O jornalista de política que passou pelo Diário Notícias, revista Focus e Independente abdicou do papel de actor secundário que traz os políticos para as páginas dos jornais e tornou-se no académico que estuda o "escândalo político", como fenómeno. O resultado deu livro, Escândalos Políticos em Portugal, que vai ser apresentado no próximo dia 17 na Fnac do Chiado.

Paixão comparou os escândalos daqueles três anos de cavaquismo com os noticiados durante os três anos de Governo de coligação PSD-CDS (2002-2004). Ao DN explicou que o objectivo é comparar o fenómeno com uma década de intervalo e o mesmo partido no poder, através da análise do Expresso e Independente.

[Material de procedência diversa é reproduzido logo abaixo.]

//! # gzpack Error Types
//!
//! File: cli/src/core/error.rs
//!
//! ## Overview
//!
//! This module defines the error kinds used throughout gzpack. Every failure
//! in the archive core (opening files, writing or reading the compressed
//! stream, malformed records) is reported as one of the `GzpackError`
//! variants, wrapped in an `anyhow::Error` so callers can attach context.
//!
//! ## Architecture
//!
//! The error system consists of two main components:
//! - `GzpackError`: A custom error enum using `thiserror` for specific error kinds
//! - `Result<T>`: A type alias for `anyhow::Result<T>` for flexible error handling
//!
//! The error kinds cover:
//! - Open failures (source unreadable, destination unwritable)
//! - Short writes and short reads on the compressed stream
//! - Format violations (bad size line, over-long name line, truncated content)
//! - Filesystem failures during extraction
//! - Lookups of entries the archive does not contain
//! - Configuration and argument errors in the CLI layer
//!
//! ## Examples
//!
//! ```rust
//! // Return a specific error kind
//! anyhow::bail!(GzpackError::Format(format!("invalid size line {:?}", line)));
//!
//! // Inspect the kind at the call site
//! match decoder::decode_to_mapping(path) {
//!     Err(e) if matches!(e.downcast_ref::<GzpackError>(), Some(GzpackError::Truncated { .. })) => {
//!         println!("archive is truncated");
//!     }
//!     other => { /* ... */ }
//! }
//! ```
//!
use std::path::PathBuf;
use thiserror::Error;

/// Error kinds raised by the gzpack archive core and CLI layer.
#[derive(Error, Debug)]
pub enum GzpackError {
    #[error("Failed to open '{}': {source}", path.display())]
    Open {
        path: PathBuf,
        #[source]
        source: std::io::Error,
    },

    #[error("Compressed stream write failed: {0}")]
    StreamWrite(String),

    #[error("Compressed stream read failed: {0}")]
    StreamRead(String),

    #[error("Malformed archive: {0}")]
    Format(String),

    #[error("Malformed archive: entry name line exceeds {limit} bytes")]
    NameTooLong { limit: usize },

    #[error("Truncated archive: entry '{name}' declares {expected} bytes but only {actual} are present")]
    Truncated {
        name: String,
        expected: u64,
        actual: u64,
    },

    #[error("Invalid entry name: {0}")]
    InvalidEntryName(String),

    #[error("Refusing to extract entry with unsafe name '{0}'")]
    UnsafeEntryName(String),

    #[error("Archive has no entry named '{0}'")]
    MissingEntry(String),

    #[error("Filesystem error: {0}")]
    FileSystem(String),

    #[error("Configuration error: {0}")]
    Config(String),

    #[error("Argument parsing error: {0}")]
    ArgumentParsing(String),
}

/// Type alias for Result using anyhow::Error for broad compatibility.
/// Anyhow allows for easy context addition and flexible error handling.
pub type Result<T> = anyhow::Result<T>;

/// Returns the `GzpackError` kind carried by an `anyhow::Error`, if any.
///
/// Looks through the whole chain, so kinds wrapped in additional context
/// are still found.
pub fn kind_of(err: &anyhow::Error) -> Option<&GzpackError> {
    err.chain().find_map(|cause| cause.downcast_ref::<GzpackError>())
}

// --- Unit Tests ---
#[cfg(test)]
mod tests {
    use super::*;
    use anyhow::Context;

    #[test]
    fn test_error_display() {
        let truncated = GzpackError::Truncated {
            name: "a.txt".into(),
            expected: 10,
            actual: 4,
        };
        assert_eq!(
            truncated.to_string(),
            "Truncated archive: entry 'a.txt' declares 10 bytes but only 4 are present"
        );

        let too_long = GzpackError::NameTooLong { limit: 4096 };
        assert_eq!(
            too_long.to_string(),
            "Malformed archive: entry name line exceeds 4096 bytes"
        );

        let open = GzpackError::Open {
            path: PathBuf::from("missing.bin"),
            source: std::io::Error::new(std::io::ErrorKind::NotFound, "not found"),
        };
        assert!(open.to_string().starts_with("Failed to open 'missing.bin'"));
    }

    #[test]
    fn test_kind_of_finds_wrapped_kind() {
        let result: Result<()> = Err(anyhow::Error::new(GzpackError::Format("bad".into())))
            .context("while decoding archive.gz");
        let err = result.unwrap_err();
        assert!(matches!(kind_of(&err), Some(GzpackError::Format(_))));

        let plain = anyhow::anyhow!("unrelated");
        assert!(kind_of(&plain).is_none());
    }
}
use std::ops::{Deref, DerefMut};

use crate::vm::Vm;

/// Scoped stack discipline: remembers the stack height on creation and
/// restores it when dropped, releasing anything pushed in between.
///
/// Dereferences to the [`Vm`], so primitives are called through the guard:
///
/// ```
/// use burrow::{StackGuard, Vm};
///
/// let mut vm = Vm::new(64);
/// {
///     let mut guard = StackGuard::new(&mut vm);
///     guard.push_root_table();
///     guard.push_string("len");
///     guard.get().unwrap();
/// }
/// assert_eq!(vm.get_top(), 0);
/// ```
#[derive(Debug)]
pub struct StackGuard<'vm> {
    vm: &'vm mut Vm,
    height: usize,
}

impl<'vm> StackGuard<'vm> {
    pub fn new(vm: &'vm mut Vm) -> Self {
        let height = vm.raw_top();
        Self { vm, height }
    }

    /// The height the stack is restored to on drop.
    #[must_use]
    pub fn height(&self) -> usize {
        self.height
    }
}

impl Deref for StackGuard<'_> {
    type Target = Vm;

    fn deref(&self) -> &Vm {
        self.vm
    }
}

impl DerefMut for StackGuard<'_> {
    fn deref_mut(&mut self) -> &mut Vm {
        self.vm
    }
}

impl Drop for StackGuard<'_> {
    fn drop(&mut self) {
        self.vm.restore_top(self.height);
    }
}
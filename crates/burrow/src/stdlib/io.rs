use std::{fs, path::Path};

use super::Entry;
use crate::vm::{Vm, VmError, VmResult};

pub(super) const FUNCTIONS: &[Entry] = &[
    ("dofile", dofile, Some(1)),
    ("loadfile", loadfile, Some(1)),
    ("readfile", readfile, Some(1)),
    ("writefile", writefile, Some(2)),
];

/// Runs a script file and returns whatever it returns.
fn dofile(vm: &mut Vm) -> VmResult<usize> {
    let path = vm.get_string(1)?.to_owned();
    vm.compile_file(Path::new(&path))?;
    vm.call(0)?;
    Ok(1)
}

/// Compiles a script file into a closure without running it.
fn loadfile(vm: &mut Vm) -> VmResult<usize> {
    let path = vm.get_string(1)?.to_owned();
    vm.compile_file(Path::new(&path))?;
    Ok(1)
}

fn readfile(vm: &mut Vm) -> VmResult<usize> {
    let path = vm.get_string(1)?;
    let text = fs::read_to_string(path).map_err(|e| VmError::runtime(format!("cannot open the file '{path}': {e}")))?;
    vm.push_string(&text);
    Ok(1)
}

fn writefile(vm: &mut Vm) -> VmResult<usize> {
    let path = vm.get_string(1)?;
    let text = vm.get_string(2)?;
    fs::write(path, text).map_err(|e| VmError::runtime(format!("cannot write the file '{path}': {e}")))?;
    Ok(0)
}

Ao longo de 200 páginas, o investigador mostra que escândalos na década de 1990 era sobretudo de natureza financeira. Já o Portugal da década de 2000 habituou-se mais a escândalos de poder. Paixão acrescenta que não somos um povo de escândalos sexuais. O único caso desse tipo foi os abusos sexuais a menores na Casa Pia.

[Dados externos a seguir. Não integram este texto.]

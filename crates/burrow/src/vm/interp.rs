//! Call dispatch and the bytecode execution loop.

use std::rc::Rc;

use smallvec::SmallVec;

use super::{NATIVE_FILE, StackFrame, Vm, VmError, VmResult};
use crate::{
    bytecode::{Code, Instr},
    heap::{HeapData, NativeClosure, Table},
    value::{TableKey, Value},
};

/// A resolved call target, detached from the heap so the call can borrow the VM.
enum Callee {
    Script(Rc<Code>),
    Native(NativeClosure),
}

impl Callee {
    fn name(&self) -> &str {
        match self {
            Self::Script(code) => &code.name,
            Self::Native(native) => &native.name,
        }
    }
}

impl Vm {
    /// Calls the value at `callee_pos` with the `argc` values above it.
    ///
    /// The stack is truncated back to `callee_pos` afterwards, on success and
    /// on failure; the result is returned as an owned reference.
    pub(crate) fn call_value(&mut self, callee_pos: usize, argc: usize) -> VmResult<Value> {
        let result = self.dispatch_call(callee_pos, argc);
        self.truncate_stack(callee_pos);
        result
    }

    fn dispatch_call(&mut self, callee_pos: usize, argc: usize) -> VmResult<Value> {
        let callee = self.stack[callee_pos];
        let target = match callee {
            Value::Ref(id) => match self.heap.get(id) {
                HeapData::Closure(code) => Some(Callee::Script(Rc::clone(code))),
                HeapData::Native(native) => Some(Callee::Native(native.clone())),
                _ => None,
            },
            _ => None,
        };
        let Some(target) = target else {
            return Err(VmError::runtime(format!(
                "attempt to call '{}'",
                callee.object_type(&self.heap)
            )));
        };
        if self.call_depth >= self.max_call_depth {
            return Err(VmError::runtime("stack overflow"));
        }

        self.call_depth += 1;
        self.tracer.on_call(target.name(), self.call_depth);
        let base = callee_pos + 1;
        let result = match &target {
            Callee::Script(code) => self.run_closure(code, base, argc),
            Callee::Native(native) => self.run_native(native, base, argc),
        };
        self.call_depth -= 1;
        self.tracer.on_return(self.call_depth);
        result
    }

    fn run_closure(&mut self, code: &Rc<Code>, base: usize, argc: usize) -> VmResult<Value> {
        if argc != code.num_params {
            return Err(VmError::runtime(format!(
                "wrong number of parameters (expected {}, got {argc})",
                code.num_params
            )));
        }
        self.stack.resize(base + code.num_locals, Value::Null);
        self.execute(code, base)
    }

    fn run_native(&mut self, native: &NativeClosure, base: usize, argc: usize) -> VmResult<Value> {
        if let Some(arity) = native.arity
            && arity != argc
        {
            return Err(VmError::bad_call(
                &native.name,
                format!("wrong number of parameters (expected {arity}, got {argc})"),
            ));
        }
        let saved_base = std::mem::replace(&mut self.frame_base, base);
        let returned = (native.func)(self);
        self.frame_base = saved_base;

        let result = match returned {
            Ok(0) => Ok(Value::Null),
            Ok(1) if self.stack.len() > base => Ok(self.stack.pop().unwrap_or(Value::Null)),
            Ok(1) => Err(VmError::bad_call(
                &native.name,
                "returned a value but left nothing on the stack",
            )),
            Ok(n) => Err(VmError::bad_call(
                &native.name,
                format!("returned {n} values, at most 1 is supported"),
            )),
            Err(err) => Err(err),
        };
        result.map_err(|mut err| {
            err.push_frame(|| StackFrame {
                function: native.name.clone(),
                file: NATIVE_FILE.to_owned(),
                line: None,
            });
            err
        })
    }

    /// Runs `code` with its locals starting at `base` until it returns.
    fn execute(&mut self, code: &Rc<Code>, base: usize) -> VmResult<Value> {
        let mut ip = 0;
        loop {
            let Some(&instr) = code.instrs.get(ip) else {
                return Ok(Value::Null);
            };
            self.tracer.on_instruction(ip, instr.into(), self.stack.len() - base);
            ip += 1;
            match self.step(code, base, instr, &mut ip) {
                Ok(None) => {}
                Ok(Some(value)) => return Ok(value),
                Err(mut err) => {
                    let at = ip - 1;
                    err.push_frame(|| StackFrame {
                        function: code.name.clone(),
                        file: code.filename.to_string(),
                        line: code.line_at(at),
                    });
                    return Err(err);
                }
            }
        }
    }

    fn peek(&self) -> Value {
        self.stack.last().copied().unwrap_or(Value::Null)
    }

    fn root_table(&self) -> &Table {
        match self.heap.get(self.root) {
            HeapData::Table(table) => table,
            _ => unreachable!("root is always a table"),
        }
    }

    /// Executes one instruction. Returns the frame's result on `Return`.
    fn step(&mut self, code: &Code, base: usize, instr: Instr, ip: &mut usize) -> VmResult<Option<Value>> {
        match instr {
            Instr::LoadNull => self.stack.push(Value::Null),
            Instr::LoadBool(b) => self.stack.push(Value::Bool(b)),
            Instr::LoadInt(i) => self.stack.push(Value::Integer(i)),
            Instr::LoadFloat(f) => self.stack.push(Value::Float(f)),
            Instr::LoadStr(idx) => {
                let id = self.heap.allocate(HeapData::Str(code.string(idx).to_owned()));
                self.stack.push(Value::Ref(id));
            }
            Instr::LoadLocal(slot) => {
                let value = self.stack[base + usize::from(slot)].retain(&self.heap);
                self.stack.push(value);
            }
            Instr::StoreLocal(slot) => {
                let value = self.pop_value()?;
                let old = std::mem::replace(&mut self.stack[base + usize::from(slot)], value);
                old.drop_with_heap(&mut self.heap);
            }
            Instr::LoadGlobal(idx) => {
                let name = code.string(idx);
                let found = self.root_table().get(&TableKey::Str(name.to_owned())).copied();
                let Some(value) = found else {
                    return Err(VmError::runtime(format!("the index '{name}' does not exist")));
                };
                let value = value.retain(&self.heap);
                self.stack.push(value);
            }
            Instr::StoreGlobal(idx) => {
                let value = self.pop_value()?;
                self.set_global(code.string(idx), value);
            }
            Instr::GetField => {
                let key = self.pop_value()?;
                let container = self.pop_value()?;
                let result = self.get_field(container, key);
                key.drop_with_heap(&mut self.heap);
                container.drop_with_heap(&mut self.heap);
                self.stack.push(result?);
            }
            Instr::SetField => {
                let value = self.pop_value()?;
                let key = self.pop_value()?;
                let container = self.pop_value()?;
                self.store_field(container, key, value)?;
            }
            Instr::StoreField => {
                let key = self.pop_value()?;
                let container = self.pop_value()?;
                let value = self.pop_value()?;
                self.store_field(container, key, value)?;
            }
            Instr::DeleteField => {
                let key = self.pop_value()?;
                let container = self.pop_value()?;
                let result = self.delete_field(container, key);
                key.drop_with_heap(&mut self.heap);
                container.drop_with_heap(&mut self.heap);
                result?;
            }
            Instr::NewTable(count) => self.build_table(usize::from(count))?,
            Instr::NewArray(count) => {
                let start = self.stack.len() - usize::from(count);
                let items = self.stack.split_off(start);
                let id = self.heap.allocate(HeapData::Array(items));
                self.stack.push(Value::Ref(id));
            }
            Instr::Unpack(count) => self.unpack(usize::from(count))?,
            Instr::Binary(op) => {
                let b = self.pop_value()?;
                let a = self.pop_value()?;
                let result = self.binary_op(op, a, b);
                a.drop_with_heap(&mut self.heap);
                b.drop_with_heap(&mut self.heap);
                self.stack.push(result?);
            }
            Instr::Compare(op) => {
                let b = self.pop_value()?;
                let a = self.pop_value()?;
                let result = self.compare_op(op, a, b);
                a.drop_with_heap(&mut self.heap);
                b.drop_with_heap(&mut self.heap);
                self.stack.push(Value::Bool(result?));
            }
            Instr::Neg => {
                let a = self.pop_value()?;
                let result = self.negate(a);
                a.drop_with_heap(&mut self.heap);
                self.stack.push(result?);
            }
            Instr::Not => {
                let a = self.pop_value()?;
                a.drop_with_heap(&mut self.heap);
                self.stack.push(Value::Bool(!a.is_truthy()));
            }
            Instr::Invert => {
                let a = self.pop_value()?;
                let result = self.invert(a);
                a.drop_with_heap(&mut self.heap);
                self.stack.push(result?);
            }
            Instr::Jump(target) => *ip = target as usize,
            Instr::JumpIfFalse(target) => {
                let cond = self.pop_value()?;
                cond.drop_with_heap(&mut self.heap);
                if !cond.is_truthy() {
                    *ip = target as usize;
                }
            }
            Instr::JumpIfFalseOrPop(target) => {
                if self.peek().is_truthy() {
                    self.pop(1);
                } else {
                    *ip = target as usize;
                }
            }
            Instr::JumpIfTrueOrPop(target) => {
                if self.peek().is_truthy() {
                    *ip = target as usize;
                } else {
                    self.pop(1);
                }
            }
            Instr::Call(argc) => {
                let argc = usize::from(argc);
                let callee_pos = self.stack.len() - argc - 1;
                let result = self.call_value(callee_pos, argc)?;
                self.stack.push(result);
            }
            Instr::Return => return self.pop_value().map(Some),
            Instr::Pop => self.pop(1),
            Instr::Dup => {
                let top = self.peek().retain(&self.heap);
                self.stack.push(top);
            }
            Instr::DupTwo => {
                let len = self.stack.len();
                let (a, b) = (self.stack[len - 2], self.stack[len - 1]);
                self.stack.push(a.retain(&self.heap));
                self.stack.push(b.retain(&self.heap));
            }
            Instr::MakeFunction(idx) => {
                let function = Rc::clone(&code.functions[idx as usize]);
                let id = self.heap.allocate(HeapData::Closure(function));
                self.stack.push(Value::Ref(id));
            }
            Instr::GetIter => {
                let iterable = self.pop_value()?;
                let iter = self.make_iter(iterable)?;
                self.stack.push(iter);
            }
            Instr::ForIter(target) => {
                let iter = self.peek();
                if let Some(item) = self.advance_iter(iter)? {
                    self.stack.push(item);
                } else {
                    self.pop(1);
                    *ip = target as usize;
                }
            }
            Instr::Raise => {
                let value = self.pop_value()?;
                let message = value.to_display(&self.heap).into_owned();
                value.drop_with_heap(&mut self.heap);
                return Err(VmError::runtime(message));
            }
        }
        Ok(None)
    }

    /// `container[key] = value` from the interpreter: creates or overwrites.
    fn store_field(&mut self, container: Value, key: Value, value: Value) -> VmResult<()> {
        let result = self.set_field(container, key, value, true);
        key.drop_with_heap(&mut self.heap);
        container.drop_with_heap(&mut self.heap);
        result
    }

    fn build_table(&mut self, count: usize) -> VmResult<()> {
        let start = self.stack.len() - 2 * count;
        let pairs = self.stack.split_off(start);
        let mut table = Table::default();
        let mut bad_key = None;
        for pair in pairs.chunks_exact(2) {
            let (key, value) = (pair[0], pair[1]);
            match TableKey::from_value(key, &self.heap) {
                Some(k) if bad_key.is_none() => {
                    if let Some(old) = table.insert(k, value) {
                        old.drop_with_heap(&mut self.heap);
                    }
                }
                Some(_) => value.drop_with_heap(&mut self.heap),
                None => {
                    bad_key.get_or_insert(key.object_type(&self.heap));
                    value.drop_with_heap(&mut self.heap);
                }
            }
            key.drop_with_heap(&mut self.heap);
        }
        if let Some(key_type) = bad_key {
            for value in table.into_values() {
                value.drop_with_heap(&mut self.heap);
            }
            return Err(VmError::runtime(format!("'{key_type}' cannot be used as a table key")));
        }
        let id = self.heap.allocate(HeapData::Table(table));
        self.stack.push(Value::Ref(id));
        Ok(())
    }

    fn unpack(&mut self, count: usize) -> VmResult<()> {
        let array = self.pop_value()?;
        let items: Result<SmallVec<[Value; 8]>, String> = match array {
            Value::Ref(id) => match self.heap.get(id) {
                HeapData::Array(items) if items.len() == count => Ok(items.iter().copied().collect()),
                HeapData::Array(items) => Err(format!("cannot unpack {} values into {count} targets", items.len())),
                other => Err(format!("cannot unpack a '{}'", other.object_type())),
            },
            other => Err(format!("cannot unpack a '{}'", other.object_type(&self.heap))),
        };
        let result = match items {
            Ok(items) => {
                // first element ends on top, ready for the first store
                for value in items.iter().rev() {
                    self.stack.push(value.retain(&self.heap));
                }
                Ok(())
            }
            Err(message) => Err(VmError::runtime(message)),
        };
        array.drop_with_heap(&mut self.heap);
        result
    }
}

Outra característica que mudou naqueles onze anos foi a esperança de vida dos escândalos. Em 1990, os casos arrastavam- -se, às vezes, por mais de mil dias. Na década de 2000, algumas histórias esfumaram-se numa questão de meses.

Paixão defende que os jornais se alimentam de escândalos, mas só conseguem lidar com um de cada vez. Sem apoiar a tese da "cabala" do PS, o investigador mostra como a Casa Pia e a prisão de Paulo Pedroso tiraram da agenda o caso da Universidade Moderna, que envolvia Paulo Portas, líder do CDS e então ministro da Defesa.

Um escândalo afecta sempre a reputação de um político, mas nem sempre põe fim à carreira. Isaltino Morais, Fátima Felgueiras são dois autarcas que mesmo condenados nos tribunais, foram eleitos. Casos que sugerem como o slogan brasileiro "rouba mas faz" colhe em Portugal.

Paixão, que planeia fazer-se doutor com um livro sobre todos os escândalos da democracia portuguesa, tira uma conclusão: "A pequena corrupção, a cunha, as luvas são características que pulverizam a atmosfera da sociedade portuguesa e não apenas os políticos". E acrescenta que, às vezes, os políticos são "um bode expiatório para a parca qualidade da cidadania".